[R-sig-ME] 4 binary DVs, subjects nested within schools

Wed Nov 23 07:32:03 CET 2011

  On 23/11/2011, at 4:25, Paul Johnson <pauljohn32 at gmail.com> wrote:

> The gist of this is that there are 4 dichotomous outputs that can be
> modeled separately with logistic or probit models, and lme4 works fine
> treating each one separately.  There is a random effect at the school
> level.
>

You _could_ look at openMX, which runs under R, but is not yet in CRAN
because of negotiations about the licensing for NPSOL, 
if I understand correctly.

http://openmx.psyc.virginia.edu/

> [...] and then I need to take into
> account the fact that students are nested in classrooms.

Mx would fit a multivariate probit mixed model.
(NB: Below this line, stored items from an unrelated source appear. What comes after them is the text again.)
use std::sync::Arc;

use super::*;
use crate::audio::silent::SilentDestination;
use crate::encode::sink::InMemorySink;
use crate::session::playback::PlaybackState;
use crate::session::presenter::TracingPresenter;
use crate::storyboard::SceneVisual;

fn png() -> SceneVisual {
    let img = image::RgbaImage::from_pixel(2, 2, image::Rgba([10, 200, 30, 255]));
    let mut out = std::io::Cursor::new(Vec::new());
    img.write_to(&mut out, image::ImageFormat::Png).unwrap();
    SceneVisual::Encoded(Arc::new(out.into_inner()))
}

/// 0.2 s of narration: six frames at 30 fps.
fn short_narration() -> PcmBuffer {
    PcmBuffer::new(48_000, 2, vec![0.2; 9_600 * 2]).unwrap()
}

fn studio(background: Option<PcmBuffer>) -> Studio<SilentDestination> {
    let mut studio = Studio::with_background(
        EngineConfig::default(),
        background,
        SilentDestination::new(),
        Box::new(TracingPresenter),
        Box::new(|_: ContainerFormat| true),
    );
    studio
        .load(Storyboard::new("n.wav", vec![png(), png()]), short_narration())
        .unwrap();
    studio
}

#[tokio::test(start_paused = true)]
async fn export_stops_a_running_preview_first() {
    let mut studio = studio(None);
    studio.play().unwrap();
    assert!(studio.playback().is_playing());

    let mut sink = InMemorySink::indices_only();
    let artifact = studio.export_into(&mut sink, |_| {}).await.unwrap();
    assert_eq!(artifact.frames, 6);
    assert_eq!(studio.playback().status().state, PlaybackState::Idle);
    assert!(!studio.is_exporting());
}

#[tokio::test(start_paused = true)]
async fn preview_is_rejected_while_exporting() {
    let mut studio = studio(None);
    let guard = studio.export_lock().try_acquire().unwrap();
    assert!(studio.is_exporting());
    assert!(matches!(studio.play(), Err(ReelError::Playback(_))));

    let mut sink = InMemorySink::indices_only();
    assert!(matches!(
        studio.export_into(&mut sink, |_| {}).await,
        Err(ReelError::Capture(_))
    ));
    drop(guard);
    studio.play().unwrap();
}

#[tokio::test]
async fn export_without_a_storyboard_is_rejected() {
    let mut studio = studio(None);
    studio.reset();
    assert!(!studio.is_loaded());
    let mut sink = InMemorySink::indices_only();
    assert!(matches!(
        studio.export_into(&mut sink, |_| {}).await,
        Err(ReelError::Validation(_))
    ));
    assert!(matches!(studio.play(), Err(ReelError::Playback(_))));
}

#[tokio::test(start_paused = true)]
async fn reset_keeps_the_background_track() {
    let bg = PcmBuffer::new(48_000, 2, vec![0.1; 960]).unwrap();
    let mut studio = studio(Some(bg.clone()));
    studio.play().unwrap();
    studio.reset();
    assert_eq!(studio.playback().status().state, PlaybackState::Idle);
    assert_eq!(studio.background(), Some(&bg));
}

#[tokio::test]
async fn gains_are_clamped_and_reach_the_export_mix() {
    let bg = PcmBuffer::new(48_000, 2, vec![1.0; 960]).unwrap();
    let mut studio = studio(Some(bg));
    studio.set_gains(2.0, -1.0);
    assert_eq!(studio.config().narration_gain, 1.0);
    assert_eq!(studio.config().background_gain, 0.0);

    let mut sink = InMemorySink::indices_only();
    studio.export_into(&mut sink, |_| {}).await.unwrap();
    assert!(sink.audio().iter().all(|s| (s - 0.2).abs() < 1e-6));
}

#[tokio::test]
async fn settings_changes_apply_to_the_next_export() {
    let mut studio = studio(None);
    studio.set_format(ContainerFormat::WebM);
    studio.set_transition(TransitionKind::Slide);
    studio.set_resolution(Resolution::Portrait720);
    let mut sink = InMemorySink::indices_only();
    let artifact = studio.export_into(&mut sink, |_| {}).await.unwrap();
    assert_eq!(artifact.format, ContainerFormat::WebM);
    let cfg = sink.config().unwrap();
    assert_eq!((cfg.width, cfg.height), (720, 1280));
    assert_eq!(studio.available_formats(), ContainerFormat::PREFERENCE.to_vec());
}

#[test]
fn loading_an_empty_narration_fails() {
    let mut studio = Studio::with_background(
        EngineConfig::default(),
        None,
        SilentDestination::new(),
        Box::new(TracingPresenter),
        Box::new(|_: ContainerFormat| true),
    );
    let empty = PcmBuffer::new(48_000, 2, Vec::new()).unwrap();
    assert!(matches!(
        studio.load(Storyboard::new("n.wav", vec![png()]), empty),
        Err(ReelError::AssetLoad(_))
    ));
}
If the schools are big enough, you might take the other older approach of
calculating tetrachoric correlation matrices and using a SEM package, such
as "sem".

> And why are multivariate approaches not making the same mistake that
> is described in this literature on comparison of coefficients across
> logit models fitted for separate groups. I mean, if the variance
> parameter is not identified, how can I meaningfully put together 4
> logit models?

The multivariate probit doesn't have that problem, because it has to
ignore it ;) If you think of the threshold formulation (as you usually
do once you have more than two ordinal categories), you get the
tetrachoric correlation as the measure of association between your
variables.  You can get easily get models where the correlation matrix
is the same for the different groups, even though the item endorsement
rates (or prevalences) for the items are different.  With only one
threshold, we handwave and say that the underlying latent variables are
the same, but the thresholds have moved.  With two or more thresholds,
changes in variance can appear as the thresholds moving closer together
or further apart.

One test of the appropriateness of the model is if you have
three or more DVs, then for any three, you can fit a one factor factor
analytic model to the tetrachoric correlation matrix, which should give a
perfect fit to the observed 2x2x2 contingency table (there is a paper by
Muthen) - this has low power.

But if you think about it, it is not that different to the question of
why we usually assume that random effects are normally distributed.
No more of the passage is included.